A lady with violent hysterical cough was chloroformed by Risel of Messeberg131 for fourteen days at every access of the cough, and another for eight days. In both the symptoms were conquered. Nitrite of amyl is useful in similar cases.
131 Allg. Med. Centralzeitung, Oct. 9, 1878.
Graily Hewitt132 reports a case of hysterical vomiting of ten months' duration, caused by displacement of the uterus, and cured by reposition of that organ. The same authority, in a paper read to the London Congress, advanced the opinion that the exciting cause of attacks of hysteria and hystero-epilepsy was a distortion of the uterus produced by a flexion of the organ upon itself, either forward or backward. He believed the attacks were the result of reflex irritation. He recited eighteen cases, all of which were relieved.

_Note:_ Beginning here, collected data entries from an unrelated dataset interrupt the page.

// SPDX-License-Identifier: MIT
// Copyright 2026 Roland Dreier <roland@rolandd.dev>

//! Extractors that report malformed input as `422 validation_error`.

use crate::error::AppError;
use axum::extract::{FromRequest, FromRequestParts, Query, Request};
use axum::http::request::Parts;
use axum::Json;
use serde::de::DeserializeOwned;
use validator::Validate;

/// JSON body that must deserialize into `T`.
pub struct JsonBody<T>(pub T);

impl<S, T> FromRequest<S> for JsonBody<T>
where
    T: DeserializeOwned,
    S: Send + Sync,
{
    type Rejection = AppError;

    async fn from_request(req: Request, state: &S) -> Result<Self, Self::Rejection> {
        let Json(value) = Json::<T>::from_request(req, state)
            .await
            .map_err(|rejection| AppError::Validation(rejection.body_text()))?;
        Ok(Self(value))
    }
}

/// JSON body that must deserialize into `T` and pass its validation rules.
pub struct ValidatedJson<T>(pub T);

impl<S, T> FromRequest<S> for ValidatedJson<T>
where
    T: DeserializeOwned + Validate,
    S: Send + Sync,
{
    type Rejection = AppError;

    async fn from_request(req: Request, state: &S) -> Result<Self, Self::Rejection> {
        let JsonBody(value) = JsonBody::<T>::from_request(req, state).await?;
        value
            .validate()
            .map_err(|e| AppError::Validation(e.to_string()))?;
        Ok(Self(value))
    }
}

/// Query string that must deserialize into `T` and pass its validation rules.
pub struct ValidatedQuery<T>(pub T);

impl<S, T> FromRequestParts<S> for ValidatedQuery<T>
where
    T: DeserializeOwned + Validate,
    S: Send + Sync,
{
    type Rejection = AppError;

    async fn from_request_parts(parts: &mut Parts, state: &S) -> Result<Self, Self::Rejection> {
        let Query(value) = Query::<T>::from_request_parts(parts, state)
            .await
            .map_err(|rejection| AppError::Validation(rejection.body_text()))?;
        value
            .validate()
            .map_err(|e| AppError::Validation(e.to_string()))?;
        Ok(Self(value))
    }
}
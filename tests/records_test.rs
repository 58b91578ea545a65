// SPDX-License-Identifier: MIT
// Copyright 2026 Roland Dreier <roland@rolandd.dev>

//! CRUD tests for users, history, objects and flags over the in-memory store.

mod common;

use axum::http::{Method, StatusCode};
use chrono::Utc;
use common::{create_test_app, send};
use serde_json::{json, Value};
use tralio_api::db::WriteMode;
use tralio_api::ingest::{coerce::coerce_row, ingest, Collection, IngestOptions};

fn history_entry(user: &str, text: &str, ts: &str) -> Value {
    json!({
        "userId": user,
        "sourceLang": "es",
        "targetLang": "en",
        "inputType": "text",
        "text": text,
        "result": "translated",
        "ts": ts,
    })
}

fn item_texts(body: &Value) -> Vec<&str> {
    body["items"]
        .as_array()
        .unwrap()
        .iter()
        .map(|item| item["text"].as_str().unwrap())
        .collect()
}

#[tokio::test]
async fn test_healthz() {
    let (app, _) = create_test_app();
    let (status, body) = send(&app, Method::GET, "/healthz", None, None).await;
    assert_eq!(status, StatusCode::OK);
    assert_eq!(body, json!("ok"));
}

#[tokio::test]
async fn test_user_lifecycle() {
    let (app, _) = create_test_app();

    let (status, created) = send(
        &app,
        Method::POST,
        "/api/v1/users",
        Some(json!({"email": "ana@example.com", "displayName": "Ana"})),
        None,
    )
    .await;
    assert_eq!(status, StatusCode::CREATED);
    let id = created["id"].as_str().unwrap().to_string();
    assert!(!id.is_empty());
    assert_eq!(created["role"], "student");
    assert!(created["createdAt"].as_str().unwrap().ends_with('Z'));

    let uri = format!("/api/v1/users/{id}");
    let (status, fetched) = send(&app, Method::GET, &uri, None, None).await;
    assert_eq!(status, StatusCode::OK);
    assert_eq!(fetched, created);

    let (status, updated) = send(
        &app,
        Method::PUT,
        &uri,
        Some(json!({"displayName": "Ana B", "id": "ignored"})),
        None,
    )
    .await;
    assert_eq!(status, StatusCode::OK);
    assert_eq!(updated["id"], id.as_str());
    assert_eq!(updated["displayName"], "Ana B");
    assert_eq!(updated["email"], "ana@example.com");

    let (status, _) = send(&app, Method::DELETE, &uri, None, None).await;
    assert_eq!(status, StatusCode::NO_CONTENT);

    let (status, body) = send(&app, Method::GET, &uri, None, None).await;
    assert_eq!(status, StatusCode::NOT_FOUND);
    assert_eq!(body["error"], "not_found");

    // Deleting again still succeeds
    let (status, _) = send(&app, Method::DELETE, &uri, None, None).await;
    assert_eq!(status, StatusCode::NO_CONTENT);
}

#[tokio::test]
async fn test_user_invalid_email_rejected() {
    let (app, _) = create_test_app();
    let (status, body) = send(
        &app,
        Method::POST,
        "/api/v1/users",
        Some(json!({"email": "not-an-email"})),
        None,
    )
    .await;
    assert_eq!(status, StatusCode::UNPROCESSABLE_ENTITY);
    assert_eq!(body["error"], "validation_error");

    let (_, list) = send(&app, Method::GET, "/api/v1/users", None, None).await;
    assert_eq!(list["items"].as_array().unwrap().len(), 0);
}

#[tokio::test]
async fn test_malformed_json_is_validation_error() {
    let (app, _) = create_test_app();
    let (status, body) = send(
        &app,
        Method::POST,
        "/api/v1/history",
        Some(json!({"userId": "u1"})),
        None,
    )
    .await;
    assert_eq!(status, StatusCode::UNPROCESSABLE_ENTITY);
    assert_eq!(body["error"], "validation_error");
}

#[tokio::test]
async fn test_update_missing_record_is_not_found() {
    let (app, _) = create_test_app();
    let (status, _) = send(
        &app,
        Method::PUT,
        "/api/v1/objects/nope",
        Some(json!({"label": "cat"})),
        None,
    )
    .await;
    assert_eq!(status, StatusCode::NOT_FOUND);
}

#[tokio::test]
async fn test_history_filtered_newest_first() {
    let (app, _) = create_test_app();

    let entries = [
        ("u1", "hola", "2026-01-01T10:00:00Z"),
        ("u1", "adios", "2026-01-03T10:00:00Z"),
        ("u2", "gracias", "2026-01-04T10:00:00Z"),
        ("u1", "buenos dias", "2026-01-02T10:00:00Z"),
    ];
    for (user, text, ts) in entries {
        let (status, _) = send(
            &app,
            Method::POST,
            "/api/v1/history",
            Some(history_entry(user, text, ts)),
            None,
        )
        .await;
        assert_eq!(status, StatusCode::CREATED);
    }

    let (status, body) = send(
        &app,
        Method::GET,
        "/api/v1/history?userId=u1&limit=2",
        None,
        None,
    )
    .await;
    assert_eq!(status, StatusCode::OK);
    assert_eq!(item_texts(&body), vec!["adios", "buenos dias"]);

    // An empty filter value is ignored rather than matched literally
    let (status, body) = send(&app, Method::GET, "/api/v1/history?userId=", None, None).await;
    assert_eq!(status, StatusCode::OK);
    assert_eq!(
        item_texts(&body),
        vec!["gracias", "adios", "buenos dias", "hola"]
    );
}

#[tokio::test]
async fn test_every_collection_lifecycle() {
    let (app, _) = create_test_app();

    let cases = [
        ("users", json!({"email": "ana@example.com", "displayName": "Ana"})),
        ("history", history_entry("u1", "hola", "2026-01-01T10:00:00.000Z")),
        (
            "objects",
            json!({"label": "cup", "confidence": 0.9, "langs": ["es", "en"], "createdBy": "u1"}),
        ),
        ("flags", json!({"key": "dark_mode", "value": true, "type": "bool"})),
    ];

    for (collection, payload) in cases {
        let (status, created) = send(
            &app,
            Method::POST,
            &format!("/api/v1/{collection}"),
            Some(payload),
            None,
        )
        .await;
        assert_eq!(status, StatusCode::CREATED, "{collection}");
        let id = created["id"].as_str().unwrap().to_string();

        let uri = format!("/api/v1/{collection}/{id}");
        let (status, fetched) = send(&app, Method::GET, &uri, None, None).await;
        assert_eq!(status, StatusCode::OK, "{collection}");
        assert_eq!(fetched, created, "{collection}");

        let (status, _) = send(&app, Method::DELETE, &uri, None, None).await;
        assert_eq!(status, StatusCode::NO_CONTENT, "{collection}");

        let (status, body) = send(&app, Method::GET, &uri, None, None).await;
        assert_eq!(status, StatusCode::NOT_FOUND, "{collection}");
        assert_eq!(body["error"], "not_found");

        let (status, _) = send(&app, Method::DELETE, &uri, None, None).await;
        assert_eq!(status, StatusCode::NO_CONTENT, "{collection}");
    }
}

#[tokio::test]
async fn test_history_get_returns_payload_plus_id() {
    let (app, _) = create_test_app();
    let payload = history_entry("u1", "hola", "2024-01-01T10:00:00.000Z");

    let (status, created) = send(
        &app,
        Method::POST,
        "/api/v1/history",
        Some(payload.clone()),
        None,
    )
    .await;
    assert_eq!(status, StatusCode::CREATED);
    let id = created["id"].as_str().unwrap().to_string();

    let (status, fetched) =
        send(&app, Method::GET, &format!("/api/v1/history/{id}"), None, None).await;
    assert_eq!(status, StatusCode::OK);

    let mut expected = payload.as_object().cloned().unwrap();
    expected.insert("id".to_string(), json!(id));
    assert_eq!(fetched, Value::Object(expected));
}

#[tokio::test]
async fn test_ingested_history_sorts_with_api_history() {
    let (app, state) = create_test_app();

    // 08:00Z written with an offset, older than the 09:00Z entry below
    let rows = vec![coerce_row(
        Collection::History,
        history_entry("u1", "ingested-older", "2024-05-01T10:00:00+02:00")
            .as_object()
            .cloned()
            .unwrap(),
        Utc::now(),
    )];
    let opts = IngestOptions {
        collection: Collection::History,
        batch_size: 500,
        id_field: None,
        mode: WriteMode::Overwrite,
        dry_run: false,
    };
    ingest(state.db.as_ref(), rows, &opts).await.unwrap();

    let (status, _) = send(
        &app,
        Method::POST,
        "/api/v1/history",
        Some(history_entry("u1", "api-newer", "2024-05-01T09:00:00Z")),
        None,
    )
    .await;
    assert_eq!(status, StatusCode::CREATED);

    let (_, body) = send(&app, Method::GET, "/api/v1/history?userId=u1", None, None).await;
    assert_eq!(item_texts(&body), vec!["api-newer", "ingested-older"]);
}

#[tokio::test]
async fn test_history_without_ts_gets_stamped() {
    let (app, _) = create_test_app();
    let (status, created) = send(
        &app,
        Method::POST,
        "/api/v1/history",
        Some(json!({
            "userId": "u1",
            "sourceLang": "fr",
            "targetLang": "en",
            "inputType": "voice",
            "text": "bonjour",
            "result": "hello",
        })),
        None,
    )
    .await;
    assert_eq!(status, StatusCode::CREATED);
    assert!(created["ts"].is_string());
    assert_eq!(created["inputType"], "voice");
}

#[tokio::test]
async fn test_list_limit_bounds() {
    let (app, _) = create_test_app();
    for uri in ["/api/v1/objects?limit=0", "/api/v1/objects?limit=101"] {
        let (status, body) = send(&app, Method::GET, uri, None, None).await;
        assert_eq!(status, StatusCode::UNPROCESSABLE_ENTITY, "{uri}");
        assert_eq!(body["error"], "validation_error");
    }
    let (status, _) = send(&app, Method::GET, "/api/v1/objects?limit=100", None, None).await;
    assert_eq!(status, StatusCode::OK);
}

#[tokio::test]
async fn test_object_list_default_limit() {
    let (app, _) = create_test_app();
    for i in 0..25 {
        let (status, _) = send(
            &app,
            Method::POST,
            "/api/v1/objects",
            Some(json!({"label": format!("thing-{i}"), "confidence": 0.5, "langs": ["es"]})),
            None,
        )
        .await;
        assert_eq!(status, StatusCode::CREATED);
    }
    let (_, body) = send(&app, Method::GET, "/api/v1/objects", None, None).await;
    assert_eq!(body["items"].as_array().unwrap().len(), 20);
}

#[tokio::test]
async fn test_flag_values_and_filters() {
    let (app, _) = create_test_app();

    let flags = [
        json!({"key": "dark_mode", "value": true, "type": "bool"}),
        json!({"key": "greeting", "value": "hi", "type": "str", "scope": "user"}),
        json!({"key": "limits", "value": {"daily": 5}, "type": "json"}),
    ];
    for flag in flags {
        let (status, created) =
            send(&app, Method::POST, "/api/v1/flags", Some(flag.clone()), None).await;
        assert_eq!(status, StatusCode::CREATED);
        assert_eq!(created["value"], flag["value"]);
        assert!(created["updatedAt"].is_string());
    }

    let (_, body) = send(&app, Method::GET, "/api/v1/flags?scope=global", None, None).await;
    let keys: Vec<&str> = body["items"]
        .as_array()
        .unwrap()
        .iter()
        .map(|item| item["key"].as_str().unwrap())
        .collect();
    assert_eq!(keys, vec!["dark_mode", "limits"]);

    let (_, body) = send(&app, Method::GET, "/api/v1/flags?key=greeting", None, None).await;
    let items = body["items"].as_array().unwrap();
    assert_eq!(items.len(), 1);
    assert_eq!(items[0]["scope"], "user");
}

#[tokio::test]
async fn test_flag_value_defaults_to_null() {
    let (app, _) = create_test_app();
    for body in [json!({"key": "missing_value"}), json!({"key": "null_value", "value": null})] {
        let (status, created) =
            send(&app, Method::POST, "/api/v1/flags", Some(body.clone()), None).await;
        assert_eq!(status, StatusCode::CREATED, "{body}");
        assert!(created["value"].is_null());
        assert_eq!(created["scope"], "global");
    }
}

#[tokio::test]
async fn test_security_headers_present() {
    let (app, _) = create_test_app();
    let response = tower::ServiceExt::oneshot(
        app,
        axum::http::Request::builder()
            .uri("/api/v1/users")
            .body(axum::body::Body::empty())
            .unwrap(),
    )
    .await
    .unwrap();
    assert_eq!(response.status(), StatusCode::OK);
    assert_eq!(
        response.headers().get("x-content-type-options").unwrap(),
        "nosniff"
    );
    assert_eq!(response.headers().get("cache-control").unwrap(), "no-store");
}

Flechsig133 favors the gynæcological treatment of hysteria, including castration or oöphorectomy. He reports three cases with good results. His article favors the idea that any morbid condition of the genital organs present ought to be remedied before treating the hysterical symptoms. Zeuner,134 on the other hand, refers to a number of cases in which gynæcological treatment gave either entirely negative results or was productive of positive injury to hysterical patients. He quotes Perreti,135 physician to an asylum for the insane, who gives the details of a number of cases in which gynæcological examinations or treatment were directly productive of injury. He mentions a case of a female patient who had delusions and hallucinations of a sexual type in which the physician was the central figure. He reports cases in which proper constitutional treatment, without gynæcological interferences, led to a full recovery. Playfair, also quoted by Zeuner, states that he has often known the condition of hysterical patients to be aggravated by injudicious gynæcological interference. Oöphorectomy will be more fully discussed under HYSTERO-EPILEPSY.
132 Med. Press and Circ., June 2, 1880.
133 Neurol., 7 Abt., 1885, Nos. 19, 20.
134 Journ. American Med. Ass., Chicago, 1883, i. 523-525.
135 Berliner klinische Wochenschrift, No. 10.